Problem details
From the data below, copy out every line in which the word "models" occurs.

◆ ◆ ◆ ◆ ◆

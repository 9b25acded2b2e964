//! `pw-engine` — the vehicle-to-pedestrian proximity detection engine.
//!
//! # Detection pass
//!
//! ```text
//! on_vehicle_position(sample):
//!   ① Snap     — correct the raw coordinate via the optional RoadSnapper.
//!   ② Project  — nearest road node for the vehicle and for each pedestrian.
//!   ③ Route    — A* driving distance vehicle → pedestrian.
//!   ④ Compare  — distance ≤ threshold raises an edge-triggered alert
//!                (one per continuous in-range episode); crossing back out
//!                re-arms it.
//!   ⑤ Publish  — full pedestrian snapshot to the observer; fire-and-forget
//!                reports to the backend collaborator.
//! ```
//!
//! Position samples from an uncontrolled async source go through
//! [`PositionSlot`], which keeps only the newest sample; the engine's
//! `&mut self` passes make interleaved detection impossible by construction.
//!
//! # Crate layout
//!
//! | Module            | Contents                                         |
//! |-------------------|--------------------------------------------------|
//! | [`engine`]        | `ProximityEngine`, the detection pass            |
//! | [`builder`]       | `EngineBuilder`                                  |
//! | [`config`]        | `EngineConfig`                                   |
//! | [`pedestrian`]    | `Pedestrian`                                     |
//! | [`alert`]         | `Alert`                                          |
//! | [`observer`]      | `ProximityObserver`, `NoopObserver`              |
//! | [`collaborators`] | `RoadSnapper`, `VehicleReporter`, `CollabError`  |
//! | [`feed`]          | `PositionSample`, coalescing `PositionSlot`      |
//! | [`error`]         | `EngineError`, `EngineResult<T>`                 |

pub mod alert;
pub mod builder;
pub mod collaborators;
pub mod config;
pub mod engine;
pub mod error;
pub mod feed;
pub mod observer;
pub mod pedestrian;

#[cfg(test)]
mod tests;

pub use alert::Alert;
pub use builder::EngineBuilder;
pub use collaborators::{CollabError, RoadSnapper, VehicleReporter};
pub use config::EngineConfig;
pub use engine::ProximityEngine;
pub use error::{EngineError, EngineResult};
pub use feed::{PositionSample, PositionSlot};
pub use observer::{NoopObserver, ProximityObserver};
pub use pedestrian::Pedestrian;
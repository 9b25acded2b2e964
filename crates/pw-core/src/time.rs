//! Wall-clock time model.
//!
//! Time is a Unix timestamp in whole seconds.  The traffic rule table only
//! needs the hour of day, which is derived arithmetically — no datetime
//! library required (rule windows are defined in UTC; callers feeding local
//! time simply pre-shift the timestamp).

use std::fmt;

/// A Unix timestamp in seconds.
#[derive(Copy, Clone, PartialEq, Eq, PartialOrd, Ord, Hash, Debug, Default)]
#[cfg_attr(feature = "serde", derive(serde::Serialize, serde::Deserialize))]
pub struct Timestamp(pub i64);

impl Timestamp {
    pub const ZERO: Timestamp = Timestamp(0);

    /// Timestamp at `hour`:00 on day zero.  Test and rule-table helper.
    #[inline]
    pub fn at_hour(hour: u32) -> Timestamp {
        Timestamp(hour as i64 * 3_600)
    }

    /// Hour of day in `0..24`.  Correct for pre-epoch timestamps too.
    #[inline]
    pub fn hour_of_day(self) -> u32 {
        (self.0.rem_euclid(86_400) / 3_600) as u32
    }

    /// The timestamp `secs` seconds later.
    #[inline]
    pub fn offset(self, secs: i64) -> Timestamp {
        Timestamp(self.0 + secs)
    }
}

impl fmt::Display for Timestamp {
    fn fmt(&self, f: &mut fmt::Formatter<'_>) -> fmt::Result {
        let day = self.0.div_euclid(86_400);
        let rem = self.0.rem_euclid(86_400);
        write!(f, "day {} {:02}:{:02}", day, rem / 3_600, (rem % 3_600) / 60)
    }
}
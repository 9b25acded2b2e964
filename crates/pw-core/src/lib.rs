//! `pw-core` — foundational types for the pedwatch proximity-detection stack.
//!
//! This crate is a dependency of every other `pw-*` crate.  It intentionally
//! has no `pw-*` dependencies and minimal external ones (only `rand`, plus
//! optional `serde`).
//!
//! # What lives here
//!
//! | Module   | Contents                                          |
//! |----------|---------------------------------------------------|
//! | [`ids`]  | `NodeId`, `SegmentId`, `PedestrianId`             |
//! | [`geo`]  | `GeoPoint`, haversine distance, `GeoBounds`       |
//! | [`time`] | `Timestamp` (unix seconds, hour-of-day helper)    |
//! | [`rng`]  | `SpawnRng` (deterministic seeded RNG)             |
//!
//! # Feature flags
//!
//! | Flag    | Effect                                              |
//! |---------|-----------------------------------------------------|
//! | `serde` | Adds `Serialize`/`Deserialize` to all public types. |

pub mod geo;
pub mod ids;
pub mod rng;
pub mod time;


// ── Re-exports ────────────────────────────────────────────────────────────────

pub use geo::{GeoBounds, GeoPoint};
pub use ids::{NodeId, PedestrianId, SegmentId};
pub use rng::SpawnRng;
pub use time::Timestamp;
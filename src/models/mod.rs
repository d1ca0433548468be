pub mod connection;
pub mod profile;
pub mod user;

pub use connection::UserConnection;
pub use profile::{MutualGuild, Profile};
pub use user::{PremiumType, User, UserFlags, UserSettingsType};
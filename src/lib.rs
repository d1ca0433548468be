//! Client-side bindings for the platform's web API: session bootstrap,
//! user/profile models and CDN URL resolution.

pub mod cdn;
pub mod config;
pub mod endpoints;
pub mod error;
pub mod identify;
pub mod models;
pub mod session;

pub use error::{Error, Result};
pub use session::Session;

/// Library version, following semantic versioning.
pub const VERSION: &str = env!("CARGO_PKG_VERSION");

◆ ◆ ◆ ◆ ◆

Task answer
filename src/models/mod.rs
//! user/profile models and CDN URL resolution.
pub mod models;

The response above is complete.